▸ Records excerpted from a collection
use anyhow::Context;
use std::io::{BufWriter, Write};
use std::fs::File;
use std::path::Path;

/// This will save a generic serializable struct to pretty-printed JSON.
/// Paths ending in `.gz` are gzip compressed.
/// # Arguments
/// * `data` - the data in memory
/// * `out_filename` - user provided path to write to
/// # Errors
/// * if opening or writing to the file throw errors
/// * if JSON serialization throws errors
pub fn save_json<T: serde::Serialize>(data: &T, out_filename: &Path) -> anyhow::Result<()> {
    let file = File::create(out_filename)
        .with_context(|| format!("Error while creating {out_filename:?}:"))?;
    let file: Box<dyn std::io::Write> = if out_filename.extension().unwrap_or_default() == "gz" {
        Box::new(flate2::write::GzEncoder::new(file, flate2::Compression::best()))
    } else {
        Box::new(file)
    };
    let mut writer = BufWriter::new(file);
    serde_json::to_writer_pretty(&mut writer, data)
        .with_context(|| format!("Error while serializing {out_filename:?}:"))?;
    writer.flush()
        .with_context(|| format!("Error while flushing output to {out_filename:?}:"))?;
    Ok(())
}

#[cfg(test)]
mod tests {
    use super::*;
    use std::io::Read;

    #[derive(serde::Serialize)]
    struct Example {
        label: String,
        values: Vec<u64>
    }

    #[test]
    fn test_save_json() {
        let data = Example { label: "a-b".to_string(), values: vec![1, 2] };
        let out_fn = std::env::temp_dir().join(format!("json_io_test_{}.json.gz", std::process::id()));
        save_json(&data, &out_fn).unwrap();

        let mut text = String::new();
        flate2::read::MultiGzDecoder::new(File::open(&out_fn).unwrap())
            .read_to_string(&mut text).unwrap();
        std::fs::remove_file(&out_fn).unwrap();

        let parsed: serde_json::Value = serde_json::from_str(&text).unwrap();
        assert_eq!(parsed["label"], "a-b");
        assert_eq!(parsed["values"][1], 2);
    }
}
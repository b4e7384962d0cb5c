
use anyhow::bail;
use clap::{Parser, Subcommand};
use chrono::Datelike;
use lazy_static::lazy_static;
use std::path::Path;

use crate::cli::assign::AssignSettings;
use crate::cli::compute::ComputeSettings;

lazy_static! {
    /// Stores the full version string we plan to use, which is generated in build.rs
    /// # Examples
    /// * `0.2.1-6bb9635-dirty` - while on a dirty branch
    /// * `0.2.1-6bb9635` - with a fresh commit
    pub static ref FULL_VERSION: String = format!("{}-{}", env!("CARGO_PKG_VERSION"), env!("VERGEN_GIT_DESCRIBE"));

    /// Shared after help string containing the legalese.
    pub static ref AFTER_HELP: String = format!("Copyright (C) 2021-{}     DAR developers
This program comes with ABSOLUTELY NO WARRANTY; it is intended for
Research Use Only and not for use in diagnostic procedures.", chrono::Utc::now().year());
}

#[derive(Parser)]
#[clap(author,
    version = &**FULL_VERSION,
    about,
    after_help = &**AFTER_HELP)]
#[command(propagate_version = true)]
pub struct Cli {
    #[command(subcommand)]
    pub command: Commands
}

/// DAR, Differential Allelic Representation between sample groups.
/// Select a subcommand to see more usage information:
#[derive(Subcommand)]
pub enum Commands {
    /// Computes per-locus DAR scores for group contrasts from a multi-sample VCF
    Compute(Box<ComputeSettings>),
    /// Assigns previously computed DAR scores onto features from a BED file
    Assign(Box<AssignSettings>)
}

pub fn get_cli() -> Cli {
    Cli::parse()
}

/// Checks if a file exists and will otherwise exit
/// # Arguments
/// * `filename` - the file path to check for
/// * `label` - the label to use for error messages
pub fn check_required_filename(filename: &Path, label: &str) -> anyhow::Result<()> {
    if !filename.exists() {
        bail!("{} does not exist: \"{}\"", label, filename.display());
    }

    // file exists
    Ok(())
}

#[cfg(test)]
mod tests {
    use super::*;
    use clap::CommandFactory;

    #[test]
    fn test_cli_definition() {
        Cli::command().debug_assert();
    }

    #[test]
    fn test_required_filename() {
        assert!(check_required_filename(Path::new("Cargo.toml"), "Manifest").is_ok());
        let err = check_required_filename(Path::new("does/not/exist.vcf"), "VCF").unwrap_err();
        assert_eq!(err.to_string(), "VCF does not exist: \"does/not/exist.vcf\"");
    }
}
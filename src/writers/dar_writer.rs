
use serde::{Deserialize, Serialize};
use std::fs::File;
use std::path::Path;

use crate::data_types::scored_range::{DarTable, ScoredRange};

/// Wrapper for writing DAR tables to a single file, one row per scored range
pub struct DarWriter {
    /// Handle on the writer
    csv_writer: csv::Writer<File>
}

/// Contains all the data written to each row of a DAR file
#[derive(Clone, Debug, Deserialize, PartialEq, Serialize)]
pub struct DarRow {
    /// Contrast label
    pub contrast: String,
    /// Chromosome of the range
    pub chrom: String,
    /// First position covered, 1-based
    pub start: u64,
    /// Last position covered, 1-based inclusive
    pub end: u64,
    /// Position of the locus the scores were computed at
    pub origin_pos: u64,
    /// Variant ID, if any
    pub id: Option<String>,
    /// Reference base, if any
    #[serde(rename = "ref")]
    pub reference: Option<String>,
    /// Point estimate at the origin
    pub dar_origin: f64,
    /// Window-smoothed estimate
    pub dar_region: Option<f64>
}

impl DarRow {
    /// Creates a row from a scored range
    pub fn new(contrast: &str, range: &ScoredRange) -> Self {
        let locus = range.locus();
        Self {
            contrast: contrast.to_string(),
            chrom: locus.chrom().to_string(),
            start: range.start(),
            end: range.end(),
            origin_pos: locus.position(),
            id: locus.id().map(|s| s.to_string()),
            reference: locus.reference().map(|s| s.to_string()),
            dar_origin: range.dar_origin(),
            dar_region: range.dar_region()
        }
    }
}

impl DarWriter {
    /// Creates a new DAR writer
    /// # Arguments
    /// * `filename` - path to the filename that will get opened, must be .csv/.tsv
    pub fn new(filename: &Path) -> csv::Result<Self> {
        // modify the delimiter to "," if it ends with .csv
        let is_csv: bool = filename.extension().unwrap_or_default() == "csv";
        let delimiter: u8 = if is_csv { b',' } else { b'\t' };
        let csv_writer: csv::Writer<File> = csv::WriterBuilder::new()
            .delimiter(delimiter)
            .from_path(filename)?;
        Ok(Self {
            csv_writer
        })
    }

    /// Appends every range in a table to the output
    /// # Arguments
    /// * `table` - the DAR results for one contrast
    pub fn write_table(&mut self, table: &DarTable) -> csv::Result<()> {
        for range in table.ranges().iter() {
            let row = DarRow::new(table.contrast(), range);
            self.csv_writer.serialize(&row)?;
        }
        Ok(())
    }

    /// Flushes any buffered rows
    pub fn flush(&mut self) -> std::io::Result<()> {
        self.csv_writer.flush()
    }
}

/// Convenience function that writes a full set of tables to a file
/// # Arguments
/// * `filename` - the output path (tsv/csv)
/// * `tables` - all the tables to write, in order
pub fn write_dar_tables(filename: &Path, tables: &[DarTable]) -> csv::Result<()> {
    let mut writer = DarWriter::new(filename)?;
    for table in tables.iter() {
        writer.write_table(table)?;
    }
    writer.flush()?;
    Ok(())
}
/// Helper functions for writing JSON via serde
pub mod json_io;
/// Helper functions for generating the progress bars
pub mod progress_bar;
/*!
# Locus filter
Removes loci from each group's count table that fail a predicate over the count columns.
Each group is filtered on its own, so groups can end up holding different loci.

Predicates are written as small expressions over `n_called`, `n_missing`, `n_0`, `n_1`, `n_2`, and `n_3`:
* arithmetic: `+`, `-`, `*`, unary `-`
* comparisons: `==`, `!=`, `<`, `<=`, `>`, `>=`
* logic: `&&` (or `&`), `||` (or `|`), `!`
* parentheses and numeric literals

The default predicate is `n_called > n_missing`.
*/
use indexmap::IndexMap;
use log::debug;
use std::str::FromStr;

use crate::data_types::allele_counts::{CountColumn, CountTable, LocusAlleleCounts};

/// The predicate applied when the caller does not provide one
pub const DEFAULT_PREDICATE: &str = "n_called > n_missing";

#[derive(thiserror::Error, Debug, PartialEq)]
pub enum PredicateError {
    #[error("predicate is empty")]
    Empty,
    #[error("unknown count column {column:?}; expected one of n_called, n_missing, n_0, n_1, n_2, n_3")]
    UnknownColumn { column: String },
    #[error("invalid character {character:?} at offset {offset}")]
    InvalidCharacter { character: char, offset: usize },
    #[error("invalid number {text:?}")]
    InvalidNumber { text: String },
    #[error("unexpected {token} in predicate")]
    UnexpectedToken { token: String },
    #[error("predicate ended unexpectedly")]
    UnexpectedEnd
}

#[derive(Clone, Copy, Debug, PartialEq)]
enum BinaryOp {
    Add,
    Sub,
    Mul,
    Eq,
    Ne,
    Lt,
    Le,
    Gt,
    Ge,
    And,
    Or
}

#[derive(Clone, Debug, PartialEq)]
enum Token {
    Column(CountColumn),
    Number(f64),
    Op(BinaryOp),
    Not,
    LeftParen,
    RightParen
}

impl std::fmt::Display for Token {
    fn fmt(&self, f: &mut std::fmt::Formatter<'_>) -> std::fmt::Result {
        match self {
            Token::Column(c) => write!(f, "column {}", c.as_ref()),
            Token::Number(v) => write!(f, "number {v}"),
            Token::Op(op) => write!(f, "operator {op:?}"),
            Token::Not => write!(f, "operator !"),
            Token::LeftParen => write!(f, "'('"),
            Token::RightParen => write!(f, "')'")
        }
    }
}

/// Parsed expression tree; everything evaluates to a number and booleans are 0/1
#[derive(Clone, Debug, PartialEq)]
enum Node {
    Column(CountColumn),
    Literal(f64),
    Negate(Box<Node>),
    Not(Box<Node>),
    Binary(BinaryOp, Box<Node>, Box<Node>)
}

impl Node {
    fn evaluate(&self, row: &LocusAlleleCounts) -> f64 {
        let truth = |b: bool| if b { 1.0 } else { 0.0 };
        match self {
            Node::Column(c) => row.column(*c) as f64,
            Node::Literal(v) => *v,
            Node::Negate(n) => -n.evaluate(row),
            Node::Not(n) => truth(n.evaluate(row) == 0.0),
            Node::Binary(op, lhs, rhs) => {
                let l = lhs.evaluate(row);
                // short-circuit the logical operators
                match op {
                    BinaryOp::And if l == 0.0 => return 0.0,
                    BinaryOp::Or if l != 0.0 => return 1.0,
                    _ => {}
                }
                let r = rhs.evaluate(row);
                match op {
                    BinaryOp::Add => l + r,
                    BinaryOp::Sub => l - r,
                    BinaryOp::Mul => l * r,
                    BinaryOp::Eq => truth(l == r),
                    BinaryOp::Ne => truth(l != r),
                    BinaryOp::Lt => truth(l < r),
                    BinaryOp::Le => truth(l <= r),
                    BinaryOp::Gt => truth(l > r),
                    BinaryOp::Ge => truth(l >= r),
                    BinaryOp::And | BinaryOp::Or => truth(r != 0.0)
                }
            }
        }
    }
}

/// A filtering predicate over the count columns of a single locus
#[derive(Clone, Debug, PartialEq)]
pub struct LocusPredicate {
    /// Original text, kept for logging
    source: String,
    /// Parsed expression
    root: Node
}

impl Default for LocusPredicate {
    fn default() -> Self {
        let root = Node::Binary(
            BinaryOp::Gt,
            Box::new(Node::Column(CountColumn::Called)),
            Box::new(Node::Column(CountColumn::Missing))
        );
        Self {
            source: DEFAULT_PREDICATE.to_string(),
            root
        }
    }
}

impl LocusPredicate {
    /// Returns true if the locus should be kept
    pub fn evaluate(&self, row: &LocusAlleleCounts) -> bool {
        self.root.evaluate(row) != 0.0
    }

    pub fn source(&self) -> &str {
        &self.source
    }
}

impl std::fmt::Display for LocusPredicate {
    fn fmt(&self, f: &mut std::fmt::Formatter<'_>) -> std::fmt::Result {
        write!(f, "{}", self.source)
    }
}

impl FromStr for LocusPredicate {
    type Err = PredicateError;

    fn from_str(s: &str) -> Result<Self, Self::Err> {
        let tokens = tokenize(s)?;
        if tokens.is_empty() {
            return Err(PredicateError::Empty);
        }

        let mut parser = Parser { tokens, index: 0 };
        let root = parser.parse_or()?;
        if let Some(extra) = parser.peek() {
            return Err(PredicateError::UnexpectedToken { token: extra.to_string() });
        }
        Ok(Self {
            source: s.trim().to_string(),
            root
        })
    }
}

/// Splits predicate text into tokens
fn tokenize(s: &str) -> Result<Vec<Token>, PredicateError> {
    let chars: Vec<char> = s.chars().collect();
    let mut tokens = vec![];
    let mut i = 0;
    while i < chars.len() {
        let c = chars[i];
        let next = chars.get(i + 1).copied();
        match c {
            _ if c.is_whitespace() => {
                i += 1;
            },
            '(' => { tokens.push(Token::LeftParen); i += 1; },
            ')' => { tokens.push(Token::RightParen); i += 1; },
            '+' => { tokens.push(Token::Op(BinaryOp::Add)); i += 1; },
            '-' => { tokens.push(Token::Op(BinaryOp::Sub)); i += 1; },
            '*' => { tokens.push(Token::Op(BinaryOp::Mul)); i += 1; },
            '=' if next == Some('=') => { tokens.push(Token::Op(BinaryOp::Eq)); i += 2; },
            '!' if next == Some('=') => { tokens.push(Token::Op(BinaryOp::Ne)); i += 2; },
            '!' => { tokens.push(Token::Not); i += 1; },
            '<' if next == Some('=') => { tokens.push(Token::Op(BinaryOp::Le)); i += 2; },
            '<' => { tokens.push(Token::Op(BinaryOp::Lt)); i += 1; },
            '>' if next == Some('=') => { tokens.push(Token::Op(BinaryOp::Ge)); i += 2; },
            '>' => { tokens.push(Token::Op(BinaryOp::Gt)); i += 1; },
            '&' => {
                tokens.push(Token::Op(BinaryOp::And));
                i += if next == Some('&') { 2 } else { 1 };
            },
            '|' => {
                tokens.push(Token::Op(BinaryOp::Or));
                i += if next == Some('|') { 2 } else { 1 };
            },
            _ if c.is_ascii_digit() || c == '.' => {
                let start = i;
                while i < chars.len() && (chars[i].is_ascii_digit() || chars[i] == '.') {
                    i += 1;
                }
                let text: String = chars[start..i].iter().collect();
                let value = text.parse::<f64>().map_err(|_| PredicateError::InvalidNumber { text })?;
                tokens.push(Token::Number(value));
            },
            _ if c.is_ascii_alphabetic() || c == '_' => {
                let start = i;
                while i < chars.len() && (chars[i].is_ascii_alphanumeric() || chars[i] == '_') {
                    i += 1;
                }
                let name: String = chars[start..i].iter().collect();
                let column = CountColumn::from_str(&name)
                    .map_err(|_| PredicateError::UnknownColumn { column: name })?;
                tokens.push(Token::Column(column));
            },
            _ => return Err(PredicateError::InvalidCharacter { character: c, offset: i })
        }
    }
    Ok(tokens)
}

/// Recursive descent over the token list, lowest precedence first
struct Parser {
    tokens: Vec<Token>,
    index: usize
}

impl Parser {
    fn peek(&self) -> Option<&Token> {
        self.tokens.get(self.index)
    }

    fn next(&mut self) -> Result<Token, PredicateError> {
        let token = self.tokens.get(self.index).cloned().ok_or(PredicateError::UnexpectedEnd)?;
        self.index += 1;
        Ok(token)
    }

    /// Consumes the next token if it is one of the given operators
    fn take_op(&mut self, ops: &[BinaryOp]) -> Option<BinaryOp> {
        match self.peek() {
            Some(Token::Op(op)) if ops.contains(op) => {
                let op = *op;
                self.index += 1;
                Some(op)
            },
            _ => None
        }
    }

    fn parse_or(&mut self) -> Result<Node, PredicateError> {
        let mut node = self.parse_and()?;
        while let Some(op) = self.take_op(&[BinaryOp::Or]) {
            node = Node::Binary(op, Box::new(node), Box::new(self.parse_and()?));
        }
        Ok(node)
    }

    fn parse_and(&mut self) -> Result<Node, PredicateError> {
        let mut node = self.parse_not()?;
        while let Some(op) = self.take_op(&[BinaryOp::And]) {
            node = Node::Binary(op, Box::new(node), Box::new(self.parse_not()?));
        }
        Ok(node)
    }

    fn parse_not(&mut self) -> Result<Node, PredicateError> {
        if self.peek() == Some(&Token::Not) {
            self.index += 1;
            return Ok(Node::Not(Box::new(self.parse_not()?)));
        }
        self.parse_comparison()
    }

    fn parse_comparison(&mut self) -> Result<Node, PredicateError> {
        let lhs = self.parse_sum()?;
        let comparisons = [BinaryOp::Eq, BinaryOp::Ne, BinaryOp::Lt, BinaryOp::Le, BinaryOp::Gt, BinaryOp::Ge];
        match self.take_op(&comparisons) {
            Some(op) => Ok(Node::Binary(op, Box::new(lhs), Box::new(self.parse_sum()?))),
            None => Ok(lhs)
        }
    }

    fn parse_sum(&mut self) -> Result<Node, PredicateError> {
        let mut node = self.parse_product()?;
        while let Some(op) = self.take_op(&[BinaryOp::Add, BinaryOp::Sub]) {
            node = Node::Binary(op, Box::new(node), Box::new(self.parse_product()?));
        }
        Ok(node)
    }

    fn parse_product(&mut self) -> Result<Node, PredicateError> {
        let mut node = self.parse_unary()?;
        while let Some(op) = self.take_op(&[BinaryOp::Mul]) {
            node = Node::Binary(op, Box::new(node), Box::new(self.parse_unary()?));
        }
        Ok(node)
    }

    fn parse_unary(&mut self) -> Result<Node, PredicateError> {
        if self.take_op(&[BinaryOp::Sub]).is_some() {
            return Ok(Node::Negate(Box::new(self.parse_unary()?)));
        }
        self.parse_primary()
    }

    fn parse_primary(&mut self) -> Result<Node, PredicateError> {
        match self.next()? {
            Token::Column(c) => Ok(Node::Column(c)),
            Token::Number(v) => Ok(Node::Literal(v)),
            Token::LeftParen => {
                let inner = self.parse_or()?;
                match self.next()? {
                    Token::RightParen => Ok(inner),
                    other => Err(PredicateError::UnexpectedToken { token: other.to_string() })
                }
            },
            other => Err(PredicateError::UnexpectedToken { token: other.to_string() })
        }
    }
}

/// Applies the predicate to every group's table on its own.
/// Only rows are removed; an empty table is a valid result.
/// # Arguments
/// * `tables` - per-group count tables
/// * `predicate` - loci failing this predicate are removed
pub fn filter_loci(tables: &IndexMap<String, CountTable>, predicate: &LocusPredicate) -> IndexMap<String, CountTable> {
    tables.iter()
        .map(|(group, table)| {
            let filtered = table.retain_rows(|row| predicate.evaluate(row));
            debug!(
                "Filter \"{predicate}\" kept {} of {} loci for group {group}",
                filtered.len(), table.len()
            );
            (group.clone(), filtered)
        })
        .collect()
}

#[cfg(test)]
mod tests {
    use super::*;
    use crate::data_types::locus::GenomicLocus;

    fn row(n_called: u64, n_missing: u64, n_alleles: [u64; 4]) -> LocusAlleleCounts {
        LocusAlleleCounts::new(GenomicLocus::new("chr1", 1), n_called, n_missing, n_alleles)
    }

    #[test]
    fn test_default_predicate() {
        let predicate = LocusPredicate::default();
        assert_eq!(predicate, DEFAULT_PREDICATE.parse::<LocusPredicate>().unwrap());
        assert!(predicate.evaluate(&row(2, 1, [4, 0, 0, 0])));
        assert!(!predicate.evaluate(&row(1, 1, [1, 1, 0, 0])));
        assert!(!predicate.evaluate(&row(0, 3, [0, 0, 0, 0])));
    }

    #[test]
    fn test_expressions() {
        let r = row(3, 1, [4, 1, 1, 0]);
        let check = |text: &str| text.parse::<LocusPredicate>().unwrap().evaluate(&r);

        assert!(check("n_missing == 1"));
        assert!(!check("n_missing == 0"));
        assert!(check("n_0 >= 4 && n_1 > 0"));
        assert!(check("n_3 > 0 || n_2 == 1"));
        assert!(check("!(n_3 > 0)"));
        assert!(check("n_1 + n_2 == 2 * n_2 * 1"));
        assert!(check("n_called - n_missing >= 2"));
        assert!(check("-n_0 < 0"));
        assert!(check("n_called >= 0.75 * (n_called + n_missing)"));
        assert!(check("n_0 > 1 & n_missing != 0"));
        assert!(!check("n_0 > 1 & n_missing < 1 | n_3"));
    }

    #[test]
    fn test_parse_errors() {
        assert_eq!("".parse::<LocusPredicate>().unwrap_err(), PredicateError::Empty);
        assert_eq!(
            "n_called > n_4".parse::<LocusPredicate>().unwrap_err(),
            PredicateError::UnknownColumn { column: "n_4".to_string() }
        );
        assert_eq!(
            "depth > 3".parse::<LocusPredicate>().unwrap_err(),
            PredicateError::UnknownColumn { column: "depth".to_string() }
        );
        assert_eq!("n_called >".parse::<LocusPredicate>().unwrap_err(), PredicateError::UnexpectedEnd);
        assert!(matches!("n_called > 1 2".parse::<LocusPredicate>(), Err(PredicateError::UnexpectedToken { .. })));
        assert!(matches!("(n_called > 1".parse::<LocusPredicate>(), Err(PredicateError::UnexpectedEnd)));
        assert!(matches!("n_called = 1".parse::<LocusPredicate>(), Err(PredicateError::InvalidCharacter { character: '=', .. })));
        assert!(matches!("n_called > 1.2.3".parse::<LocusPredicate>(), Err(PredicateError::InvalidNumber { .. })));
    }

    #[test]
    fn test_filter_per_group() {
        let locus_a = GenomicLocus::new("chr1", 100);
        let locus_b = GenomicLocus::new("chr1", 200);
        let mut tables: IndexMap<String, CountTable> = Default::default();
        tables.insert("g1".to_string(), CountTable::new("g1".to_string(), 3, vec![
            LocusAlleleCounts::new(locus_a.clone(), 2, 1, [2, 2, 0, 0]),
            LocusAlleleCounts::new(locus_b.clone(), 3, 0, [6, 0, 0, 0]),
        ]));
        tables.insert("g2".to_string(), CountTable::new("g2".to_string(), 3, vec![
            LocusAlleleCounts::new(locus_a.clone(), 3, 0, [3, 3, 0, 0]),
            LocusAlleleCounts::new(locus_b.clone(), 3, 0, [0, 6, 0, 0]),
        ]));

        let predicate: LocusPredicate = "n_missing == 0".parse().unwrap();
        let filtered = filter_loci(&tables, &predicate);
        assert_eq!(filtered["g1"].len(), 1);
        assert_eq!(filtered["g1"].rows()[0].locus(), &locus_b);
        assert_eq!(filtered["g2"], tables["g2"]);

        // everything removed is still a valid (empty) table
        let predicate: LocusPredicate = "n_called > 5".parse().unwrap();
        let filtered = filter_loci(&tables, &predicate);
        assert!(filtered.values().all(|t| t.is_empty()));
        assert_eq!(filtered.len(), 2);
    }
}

▸ WHAT TO WORK ON
Filter the lines above so that only those with the string "filtered" remain, then copy them.

▸ RESPONSE
Each group is filtered on its own, so groups can end up holding different loci.
            let filtered = table.retain_rows(|row| predicate.evaluate(row));
                filtered.len(), table.len()
            (group.clone(), filtered)
        let filtered = filter_loci(&tables, &predicate);
        assert_eq!(filtered["g1"].len(), 1);
        assert_eq!(filtered["g1"].rows()[0].locus(), &locus_b);
        assert_eq!(filtered["g2"], tables["g2"]);
        let filtered = filter_loci(&tables, &predicate);
        assert!(filtered.values().all(|t| t.is_empty()));
        assert_eq!(filtered.len(), 2);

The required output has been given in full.